____ The input

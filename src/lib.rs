//! This crate provides an interpreter for Turing machines written as standard descriptions:
//! `;` separated rules of the form `state-read-write-move-next`.
//!
//! It includes modules for parsing descriptions, running them on a tape that grows on demand,
//! encoding every rule as a run-length genome, analyzing descriptions for common mistakes,
//! and producing read-only snapshots for display front ends.

pub mod analyzer;
pub mod encoder;
pub mod loader;
pub mod machine;
pub mod palette;
pub mod parser;
pub mod programs;
pub mod symbol;
pub mod table;
pub mod tape;
pub mod types;
pub mod view;

/// Re-exports the `Rule` enum from the parser module, used by the `pest` grammar.
pub use crate::parser::Rule;
/// Re-exports the `analyze` and `diagnose` functions and `AnalysisError` enum from the analyzer module.
pub use analyzer::{analyze, diagnose, AnalysisError};
/// Re-exports the genome encoding functions from the encoder module.
pub use encoder::{decode, encode, Codon, Gene};
/// Re-exports the `ProgramLoader` struct from the loader module.
pub use loader::ProgramLoader;
/// Re-exports the `TuringMachine` struct from the machine module.
pub use machine::TuringMachine;
pub use palette::Color;
/// Re-exports the `parse` function from the parser module.
pub use parser::parse;
/// Re-exports `ProgramInfo`, `ProgramManager`, and `PROGRAMS` from the programs module.
pub use programs::{ProgramInfo, ProgramManager, PROGRAMS};
pub use symbol::Symbol;
pub use table::TransitionTable;
pub use tape::{Mark, Tape};
/// Re-exports various types related to description parsing and execution from the types module.
pub use types::{
    Direction, MachineConfig, Program, Step, Transition, TuringMachineError, HALT_STATE,
};
pub use view::{DisplayOptions, Snapshot};
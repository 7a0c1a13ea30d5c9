use clap::Parser;
use log::info;
use std::error::Error;
use std::io::{self, Read};
use std::path::PathBuf;
use turgen::analyzer::diagnose;
use turgen::loader::ProgramLoader;
use turgen::machine::TuringMachine;
use turgen::programs::ProgramManager;
use turgen::tape::Tape;
use turgen::view::{DisplayOptions, Snapshot};
use turgen::{MachineConfig, Program, TuringMachineError};

/// Runs a Turing machine written as a standard description.
#[derive(Parser, Debug)]
#[clap(author, version, about, long_about = None)]
#[clap(after_help = "EXAMPLES:
  turgen-cli demos/busy-beaver-3.sd
  turgen-cli --demo \"Busy Beaver 2\" --debug
  cat machine.sd | turgen-cli --genome --json")]
struct Cli {
    /// Path to a standard description file (.sd).
    /// Can also pipe the description via stdin.
    program_file: Option<PathBuf>,

    /// Run a built-in demo by title instead of a file
    #[clap(long, conflicts_with = "program_file")]
    demo: Option<String>,

    /// List the built-in demos and exit
    #[clap(long)]
    list: bool,

    /// Initial tape as symbol tokens, e.g. "S1 S1 S0"
    #[clap(short, long)]
    input: Option<String>,

    /// Print every step of the execution
    #[clap(short, long)]
    debug: bool,

    /// Print the genome encodings of every rule before running
    #[clap(short, long)]
    genome: bool,

    /// Print the final snapshot as JSON
    #[clap(long)]
    json: bool,

    /// Analyze the description and exit without running it
    #[clap(long)]
    check: bool,

    /// Tape size at which the run is aborted (0 disables the ceiling)
    #[clap(long)]
    max_tape: Option<usize>,

    /// Number of steps after which the run is aborted (0 disables the limit)
    #[clap(long)]
    max_steps: Option<usize>,

    /// JSON machine configuration; flags above take precedence
    #[clap(short, long)]
    config: Option<PathBuf>,

    /// Number of tape cells shown around the head
    #[clap(short, long, default_value_t = 21)]
    window: usize,

    /// Log at debug level unless RUST_LOG says otherwise
    #[clap(short, long)]
    verbose: bool,
}

fn main() {
    let cli = Cli::parse();

    let level = if cli.verbose { "debug" } else { "warn" };
    env_logger::Builder::from_env(env_logger::Env::default().default_filter_or(level)).init();

    if let Err(e) = run(&cli) {
        eprintln!("Error: {}", e);
        std::process::exit(1);
    }
}

fn run(cli: &Cli) -> Result<(), Box<dyn Error>> {
    if cli.list {
        for (index, name) in ProgramManager::list_program_names()?.iter().enumerate() {
            let info = ProgramManager::get_program_info(index)?;
            println!(
                "{}: {} ({} states, {} rules)",
                index, name, info.state_count, info.transition_count
            );
        }
        return Ok(());
    }

    let program = load_program(cli)?;

    if cli.check {
        return check(&program);
    }

    if cli.genome {
        print_genome(&program);
    }

    let config = machine_config(cli)?;
    let mut machine = TuringMachine::with_config(program, config.clone());
    if let Some(input) = &cli.input {
        machine.set_tape(Tape::from_tokens(input, config.tape_size, config.fill)?);
    }

    let options = DisplayOptions {
        window: cli.window,
        ..DisplayOptions::default()
    };

    let result = if cli.debug {
        println!("{}\n", Snapshot::capture(&machine, &options).render(&options));
        machine.run_with(|m| println!("{}\n", Snapshot::capture(m, &options).render(&options)))
    } else {
        machine.run()
    };

    // The final frame is printed even when the run failed.
    let snapshot = Snapshot::capture(&machine, &options);
    if cli.json {
        println!("{}", serde_json::to_string_pretty(&snapshot)?);
    } else if !cli.debug {
        println!("{}", snapshot.render(&options));
    }

    result?;
    info!("Done after {} steps", machine.step_count());
    Ok(())
}

/// Loads the description from `--demo`, the file argument, or piped stdin, in that order.
fn load_program(cli: &Cli) -> Result<Program, Box<dyn Error>> {
    if let Some(name) = &cli.demo {
        Ok(ProgramManager::get_program_by_name(name)?)
    } else if let Some(path) = &cli.program_file {
        Ok(ProgramLoader::load_program(path)?)
    } else if atty::isnt(atty::Stream::Stdin) {
        let mut buffer = String::new();
        io::stdin()
            .read_to_string(&mut buffer)
            .map_err(|e| format!("Failed to read from stdin: {}", e))?;
        Ok(ProgramLoader::load_program_from_string(&buffer)?)
    } else {
        Err("No description given: pass a file, pipe one via stdin, or use --demo".into())
    }
}

fn machine_config(cli: &Cli) -> Result<MachineConfig, TuringMachineError> {
    let mut config = match &cli.config {
        Some(path) => ProgramLoader::load_config(path)?,
        None => MachineConfig::default(),
    };

    if let Some(max_tape) = cli.max_tape {
        config.max_tape_size = limit(max_tape);
    }
    if let Some(max_steps) = cli.max_steps {
        config.max_steps = limit(max_steps);
    }

    Ok(config)
}

/// Zero means no limit.
fn limit(value: usize) -> Option<usize> {
    (value > 0).then_some(value)
}

fn check(program: &Program) -> Result<(), Box<dyn Error>> {
    let findings = diagnose(program);
    if findings.is_empty() {
        println!("No issues found");
        return Ok(());
    }

    for finding in &findings {
        eprintln!("{}", TuringMachineError::from(finding.clone()));
    }
    Err(format!("{} issue(s) found", findings.len()).into())
}

fn print_genome(program: &Program) {
    for (index, t) in program.transitions().iter().enumerate() {
        println!(
            "#{:<3} {} {} -> {} {} {:<6} sd={} sig={} num={}",
            index,
            t.state,
            t.read.token(),
            t.write.token(),
            t.direction.as_char(),
            t.next_state,
            t.gene.sd,
            t.gene.sig,
            t.gene.num
        );
    }
    println!("genome {}", program.genome());
}

#[cfg(test)]
mod tests {
    use super::*;

    #[test]
    fn test_limit_flags_override_defaults() {
        let cli = Cli::try_parse_from(["turgen-cli", "--max-tape", "0", "--max-steps", "50"])
            .unwrap();
        let config = machine_config(&cli).unwrap();

        assert_eq!(config.max_tape_size, None);
        assert_eq!(config.max_steps, Some(50));
        assert_eq!(config.tape_size, MachineConfig::default().tape_size);
    }

    #[test]
    fn test_demo_conflicts_with_file() {
        let result = Cli::try_parse_from(["turgen-cli", "machine.sd", "--demo", "Alternating"]);
        assert!(result.is_err());
    }

    #[test]
    fn test_load_demo() {
        let cli = Cli::try_parse_from(["turgen-cli", "--demo", "busy beaver 2"]).unwrap();
        let program = load_program(&cli).unwrap();
        assert_eq!(program.title.as_deref(), Some("Busy Beaver 2"));
    }
}
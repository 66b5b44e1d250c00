pub mod cv; // Roboflow-style CV inference client
pub mod openai; // OpenAI vision service
pub mod parser; // Tolerant parsing of LLM replies

pub use cv::{FruitDetector, RoboflowClient};
pub use openai::{OpenAiVisionService, VisionAnalyzer};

________

#### Instructions to follow:
Among the lines above, list those that contain the word "level".

#### Response to the task:
    /// Log at debug level unless RUST_LOG says otherwise
    let level = if cli.verbose { "debug" } else { "warn" };
    env_logger::Builder::from_env(env_logger::Env::default().default_filter_or(level)).init();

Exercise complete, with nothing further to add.